------ Extracted data ------
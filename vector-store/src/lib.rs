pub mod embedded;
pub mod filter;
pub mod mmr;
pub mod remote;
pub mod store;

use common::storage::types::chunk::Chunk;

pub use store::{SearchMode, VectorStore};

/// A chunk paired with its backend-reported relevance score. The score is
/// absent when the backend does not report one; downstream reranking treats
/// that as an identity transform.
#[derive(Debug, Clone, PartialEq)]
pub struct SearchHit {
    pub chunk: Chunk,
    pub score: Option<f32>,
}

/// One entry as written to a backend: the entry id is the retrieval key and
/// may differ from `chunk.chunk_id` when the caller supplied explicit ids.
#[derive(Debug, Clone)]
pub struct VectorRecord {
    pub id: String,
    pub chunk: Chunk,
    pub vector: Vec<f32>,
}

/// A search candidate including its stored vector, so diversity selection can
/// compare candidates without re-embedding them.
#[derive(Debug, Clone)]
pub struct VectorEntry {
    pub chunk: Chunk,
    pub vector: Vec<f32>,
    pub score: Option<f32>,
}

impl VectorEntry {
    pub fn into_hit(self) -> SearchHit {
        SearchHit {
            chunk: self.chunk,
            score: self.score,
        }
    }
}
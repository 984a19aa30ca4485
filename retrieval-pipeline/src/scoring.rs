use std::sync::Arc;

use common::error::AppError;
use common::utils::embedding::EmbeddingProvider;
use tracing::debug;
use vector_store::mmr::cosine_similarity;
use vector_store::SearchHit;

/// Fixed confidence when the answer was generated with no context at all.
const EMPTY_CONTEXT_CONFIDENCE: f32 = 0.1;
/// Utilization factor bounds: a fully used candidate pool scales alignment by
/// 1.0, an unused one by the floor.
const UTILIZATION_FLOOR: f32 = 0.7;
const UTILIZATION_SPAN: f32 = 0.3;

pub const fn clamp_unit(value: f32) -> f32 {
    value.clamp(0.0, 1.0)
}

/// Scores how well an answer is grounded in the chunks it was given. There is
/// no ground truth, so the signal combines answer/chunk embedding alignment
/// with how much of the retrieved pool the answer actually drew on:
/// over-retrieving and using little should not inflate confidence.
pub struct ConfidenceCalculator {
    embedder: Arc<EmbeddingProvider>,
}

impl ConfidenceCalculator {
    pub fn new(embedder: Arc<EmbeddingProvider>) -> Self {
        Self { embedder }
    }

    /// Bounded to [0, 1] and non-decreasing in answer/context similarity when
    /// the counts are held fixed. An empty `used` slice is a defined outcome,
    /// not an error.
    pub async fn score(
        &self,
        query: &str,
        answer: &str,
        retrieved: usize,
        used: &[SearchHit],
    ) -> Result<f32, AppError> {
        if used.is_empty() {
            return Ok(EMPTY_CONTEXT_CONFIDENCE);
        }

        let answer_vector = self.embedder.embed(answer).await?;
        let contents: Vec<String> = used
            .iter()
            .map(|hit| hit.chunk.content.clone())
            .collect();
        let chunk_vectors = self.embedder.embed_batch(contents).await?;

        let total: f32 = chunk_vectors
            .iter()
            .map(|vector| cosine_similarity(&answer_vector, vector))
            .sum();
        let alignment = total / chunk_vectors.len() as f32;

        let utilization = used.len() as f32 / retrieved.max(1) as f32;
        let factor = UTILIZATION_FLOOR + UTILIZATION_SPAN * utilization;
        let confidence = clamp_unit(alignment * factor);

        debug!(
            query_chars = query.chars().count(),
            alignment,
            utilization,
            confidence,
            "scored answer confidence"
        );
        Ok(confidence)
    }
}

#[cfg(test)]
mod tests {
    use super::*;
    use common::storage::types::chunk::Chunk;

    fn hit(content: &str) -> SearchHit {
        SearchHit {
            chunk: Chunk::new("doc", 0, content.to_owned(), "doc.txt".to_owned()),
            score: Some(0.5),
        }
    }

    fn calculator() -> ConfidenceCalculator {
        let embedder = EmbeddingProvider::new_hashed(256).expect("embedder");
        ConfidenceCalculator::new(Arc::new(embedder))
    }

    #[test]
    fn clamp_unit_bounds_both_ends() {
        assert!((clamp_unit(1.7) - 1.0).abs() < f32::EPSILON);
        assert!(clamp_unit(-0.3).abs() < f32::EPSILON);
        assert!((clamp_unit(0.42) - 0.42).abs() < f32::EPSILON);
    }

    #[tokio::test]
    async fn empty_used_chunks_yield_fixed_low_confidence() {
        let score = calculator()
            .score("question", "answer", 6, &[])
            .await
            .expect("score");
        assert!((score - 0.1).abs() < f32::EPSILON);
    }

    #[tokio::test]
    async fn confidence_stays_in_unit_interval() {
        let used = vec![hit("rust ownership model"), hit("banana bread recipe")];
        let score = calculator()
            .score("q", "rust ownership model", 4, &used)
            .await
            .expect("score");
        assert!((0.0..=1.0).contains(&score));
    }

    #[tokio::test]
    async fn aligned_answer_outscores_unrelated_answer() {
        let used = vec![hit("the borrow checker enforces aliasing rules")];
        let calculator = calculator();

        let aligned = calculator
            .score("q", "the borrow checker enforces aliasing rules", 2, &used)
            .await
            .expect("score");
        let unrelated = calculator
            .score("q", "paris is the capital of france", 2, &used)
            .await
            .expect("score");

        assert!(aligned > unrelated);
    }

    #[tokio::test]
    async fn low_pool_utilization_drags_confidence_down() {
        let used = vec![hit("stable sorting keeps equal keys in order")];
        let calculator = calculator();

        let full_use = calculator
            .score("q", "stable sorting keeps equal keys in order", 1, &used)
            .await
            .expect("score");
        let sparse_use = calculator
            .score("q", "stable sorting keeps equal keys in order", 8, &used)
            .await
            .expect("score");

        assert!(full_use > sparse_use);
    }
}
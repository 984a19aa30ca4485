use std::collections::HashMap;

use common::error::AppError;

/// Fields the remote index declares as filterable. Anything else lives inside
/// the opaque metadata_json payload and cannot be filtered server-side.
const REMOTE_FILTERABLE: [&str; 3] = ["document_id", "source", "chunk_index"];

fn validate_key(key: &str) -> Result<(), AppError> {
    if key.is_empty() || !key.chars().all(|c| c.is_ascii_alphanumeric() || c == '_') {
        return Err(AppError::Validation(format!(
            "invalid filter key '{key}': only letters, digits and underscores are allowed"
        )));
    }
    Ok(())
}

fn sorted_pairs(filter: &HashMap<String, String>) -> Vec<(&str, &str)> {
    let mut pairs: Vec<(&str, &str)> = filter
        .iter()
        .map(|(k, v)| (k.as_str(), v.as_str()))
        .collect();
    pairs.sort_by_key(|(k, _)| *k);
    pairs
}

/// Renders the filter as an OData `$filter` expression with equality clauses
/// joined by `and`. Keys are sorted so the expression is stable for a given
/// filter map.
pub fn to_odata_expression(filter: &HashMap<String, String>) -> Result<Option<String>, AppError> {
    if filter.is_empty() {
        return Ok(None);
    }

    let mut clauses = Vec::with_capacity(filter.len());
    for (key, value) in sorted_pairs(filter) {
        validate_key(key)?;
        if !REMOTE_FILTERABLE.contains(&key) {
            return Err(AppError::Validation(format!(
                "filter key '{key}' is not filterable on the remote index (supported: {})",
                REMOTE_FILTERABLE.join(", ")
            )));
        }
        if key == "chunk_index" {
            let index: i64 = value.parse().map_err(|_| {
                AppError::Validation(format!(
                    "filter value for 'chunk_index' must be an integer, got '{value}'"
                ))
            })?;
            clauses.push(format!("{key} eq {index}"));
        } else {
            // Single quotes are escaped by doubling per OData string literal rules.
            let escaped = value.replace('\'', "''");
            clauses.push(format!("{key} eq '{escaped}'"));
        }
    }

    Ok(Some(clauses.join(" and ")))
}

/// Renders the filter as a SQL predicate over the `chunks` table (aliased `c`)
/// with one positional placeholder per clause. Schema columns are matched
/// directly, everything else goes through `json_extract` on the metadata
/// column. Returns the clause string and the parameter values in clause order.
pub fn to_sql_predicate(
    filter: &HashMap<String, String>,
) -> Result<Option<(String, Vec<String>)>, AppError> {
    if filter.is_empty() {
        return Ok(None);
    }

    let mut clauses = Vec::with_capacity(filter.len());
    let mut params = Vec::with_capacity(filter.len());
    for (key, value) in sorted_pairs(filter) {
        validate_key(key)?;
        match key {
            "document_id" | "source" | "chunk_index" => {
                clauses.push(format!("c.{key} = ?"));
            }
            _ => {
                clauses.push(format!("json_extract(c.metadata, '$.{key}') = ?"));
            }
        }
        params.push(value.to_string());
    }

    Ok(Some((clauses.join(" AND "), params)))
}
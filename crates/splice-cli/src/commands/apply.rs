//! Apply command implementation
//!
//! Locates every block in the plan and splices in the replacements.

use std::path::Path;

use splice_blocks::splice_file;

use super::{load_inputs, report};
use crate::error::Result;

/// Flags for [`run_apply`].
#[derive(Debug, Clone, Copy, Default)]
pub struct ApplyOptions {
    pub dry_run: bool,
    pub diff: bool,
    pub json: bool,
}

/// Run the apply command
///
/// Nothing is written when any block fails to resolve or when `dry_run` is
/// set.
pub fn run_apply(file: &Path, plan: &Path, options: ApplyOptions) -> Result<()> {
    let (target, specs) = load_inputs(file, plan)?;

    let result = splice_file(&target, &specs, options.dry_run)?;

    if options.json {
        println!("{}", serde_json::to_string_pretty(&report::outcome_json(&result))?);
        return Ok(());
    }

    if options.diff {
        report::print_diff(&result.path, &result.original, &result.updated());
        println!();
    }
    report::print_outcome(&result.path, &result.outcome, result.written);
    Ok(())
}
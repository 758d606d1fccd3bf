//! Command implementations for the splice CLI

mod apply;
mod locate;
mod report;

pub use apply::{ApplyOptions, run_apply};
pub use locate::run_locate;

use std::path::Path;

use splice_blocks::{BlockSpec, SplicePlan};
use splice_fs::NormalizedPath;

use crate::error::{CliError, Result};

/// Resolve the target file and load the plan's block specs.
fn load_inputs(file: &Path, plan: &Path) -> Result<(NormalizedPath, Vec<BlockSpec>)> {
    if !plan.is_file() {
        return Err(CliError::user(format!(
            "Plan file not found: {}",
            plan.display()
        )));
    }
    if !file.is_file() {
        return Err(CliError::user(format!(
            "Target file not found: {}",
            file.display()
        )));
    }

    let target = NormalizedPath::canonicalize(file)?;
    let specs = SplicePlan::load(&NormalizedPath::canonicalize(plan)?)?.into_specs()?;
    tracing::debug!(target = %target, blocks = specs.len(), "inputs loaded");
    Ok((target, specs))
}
------
Exercise: Your answer should be a single number: the count of lines in the entries that hold the string "found".

Answer to the exercise: 2